Rules in Stax are essentially automated compliance checks to ensure your resources are compliant with the standards you apply to them. These standards can be external standards, like the Centre for Internet Security (CIS), a set of industry best practices around a specific AWS product, or your own internal standards.
The Rules available within Stax are not just limited to ensuring that your resources are secure, there are also Rules that check for optimization, tagging compliance, use of approved regions and more. In total, there are nearly 200 Rules in our catalog that you can configure to meet your needs and the list is always growing.
There are two ways to add Rules; adding a Rule Bundle or adding from the catalog. This article will cover both.
Before You Begin
Adding a Rule or Rule Bundle will generally take 5 - 10 minutes.
In order to add or edit Rule within Stax, you'll need to be an admin.
It's also important to be aware that when you create a new Rule, any non-compliant resources may trigger notifications to be sent to other Stax users.
It's also good to know that while an individual Rule can be applied everywhere or to a specific segment, a Rule Bundle will be applied everywhere.

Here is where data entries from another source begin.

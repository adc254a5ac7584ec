//! Dual-store index: surrogates are searched, original elements are returned

mod binding;
mod payload_store;
mod persistence;
mod search_store;
mod snapshot;

pub use binding::{IndexInput, RetrieverBinding};
pub use payload_store::{PayloadStore, StoredElement};
pub use persistence::SnapshotFile;
pub use search_store::{cosine_similarity, SearchHit, SearchStore, SurrogateRecord};
pub use snapshot::{IndexSnapshot, SnapshotMeta};
//! Offline feature-hashing embedder
//!
//! Deterministic and dependency free at runtime, so indexes can be built and
//! queried without a model server. Lexical only: it matches shared words,
//! not meaning.

use async_trait::async_trait;
use sha2::{Digest, Sha256};

use crate::error::Result;

use super::embedding::EmbeddingProvider;

/// Hashes lowercased alphanumeric tokens into a fixed number of buckets
#[derive(Debug, Clone)]
pub struct HashEmbedder {
    dimensions: usize,
}

impl HashEmbedder {
    /// Create an embedder with `dimensions` buckets (at least 1)
    pub fn new(dimensions: usize) -> Self {
        Self {
            dimensions: dimensions.max(1),
        }
    }

    fn bucket(&self, token: &str) -> usize {
        let digest = Sha256::digest(token.as_bytes());
        let mut prefix = [0u8; 8];
        prefix.copy_from_slice(&digest[..8]);
        (u64::from_le_bytes(prefix) % self.dimensions as u64) as usize
    }

    /// Embed synchronously
    pub fn embed_text(&self, text: &str) -> Vec<f32> {
        let mut vector = vec![0.0f32; self.dimensions];

        for token in tokenize(text) {
            vector[self.bucket(&token)] += 1.0;
        }

        let norm = vector.iter().map(|v| v * v).sum::<f32>().sqrt();
        if norm > 0.0 {
            for value in &mut vector {
                *value /= norm;
            }
        }
        vector
    }
}

fn tokenize(text: &str) -> impl Iterator<Item = String> + '_ {
    text.split(|c: char| !c.is_alphanumeric())
        .filter(|t| !t.is_empty())
        .map(str::to_lowercase)
}

#[async_trait]
impl EmbeddingProvider for HashEmbedder {
    async fn embed(&self, text: &str) -> Result<Vec<f32>> {
        Ok(self.embed_text(text))
    }

    async fn embed_batch(&self, texts: &[String]) -> Result<Vec<Vec<f32>>> {
        Ok(texts.iter().map(|t| self.embed_text(t)).collect())
    }

    fn dimensions(&self) -> usize {
        self.dimensions
    }

    fn name(&self) -> &str {
        "hash"
    }
}

#[cfg(test)]
mod tests {
    use super::*;

    #[test]
    fn test_deterministic_and_normalized() {
        let embedder = HashEmbedder::new(256);
        let a = embedder.embed_text("Qatar GDP growth, 2023");
        let b = embedder.embed_text("qatar gdp GROWTH 2023");
        assert_eq!(a, b);
        assert_eq!(a.len(), 256);

        let norm: f32 = a.iter().map(|v| v * v).sum::<f32>().sqrt();
        assert!((norm - 1.0).abs() < 1e-5);
    }

    #[test]
    fn test_empty_text_is_zero_vector() {
        let embedder = HashEmbedder::new(16);
        assert!(embedder.embed_text("  ,;  ").iter().all(|v| *v == 0.0));
    }

    #[test]
    fn test_tokenize() {
        let tokens: Vec<String> = tokenize("Non-hydrocarbon GDP: 4.2%").collect();
        assert_eq!(tokens, vec!["non", "hydrocarbon", "gdp", "4", "2"]);
    }

    #[tokio::test]
    async fn test_batch_matches_single() {
        let embedder = HashEmbedder::new(64);
        let texts = vec!["fiscal balance".to_string(), "public debt".to_string()];
        let batch = embedder.embed_batch(&texts).await.unwrap();
        assert_eq!(batch[1], embedder.embed("public debt").await.unwrap());
    }
}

Log in to the Stax Console
Navigate to Rules
You'll be able to see the Rule your company has already set up
You can check the Bundles that have been switched on by clicking the filter at the top of the page
Add a New Single Rule
- To add a new single Rule, click 'add Rule' on the top right
- You will be taken to the Rules Catalog
You can either search by keyword or tick the box(es) next to your area of concern
When you find a Rule you'd like more information on, click the Rule name and the details, including available parameters, will appear on the right.
If you'd like to target a specific part of your environment, you can use the views and segments you've already created to apply the rule to just a single segment
Add a severity
Add any necessary parameters
Give the Rule a meaningful name
Add a Rule Bundle
If you wanted to add a standard bundle of Rules
Go to the Bundles page
Select a Bundle from the 'Available Bundles' section by clicking on the one that interests you.
The Rule Bundle detail screen will give you an overview of what the Bundle will help with and allow you to review all the individual Rules before they're applied.
Rules with a carat to the left have parameters you should check and configure before proceeding.
You can switch individual Rules on or off by clicking the radio button to the right of each rule.
When you're happy with your selections, click the 'Add Bundle' button.
Your first assessment will take 2-4 hours to complete.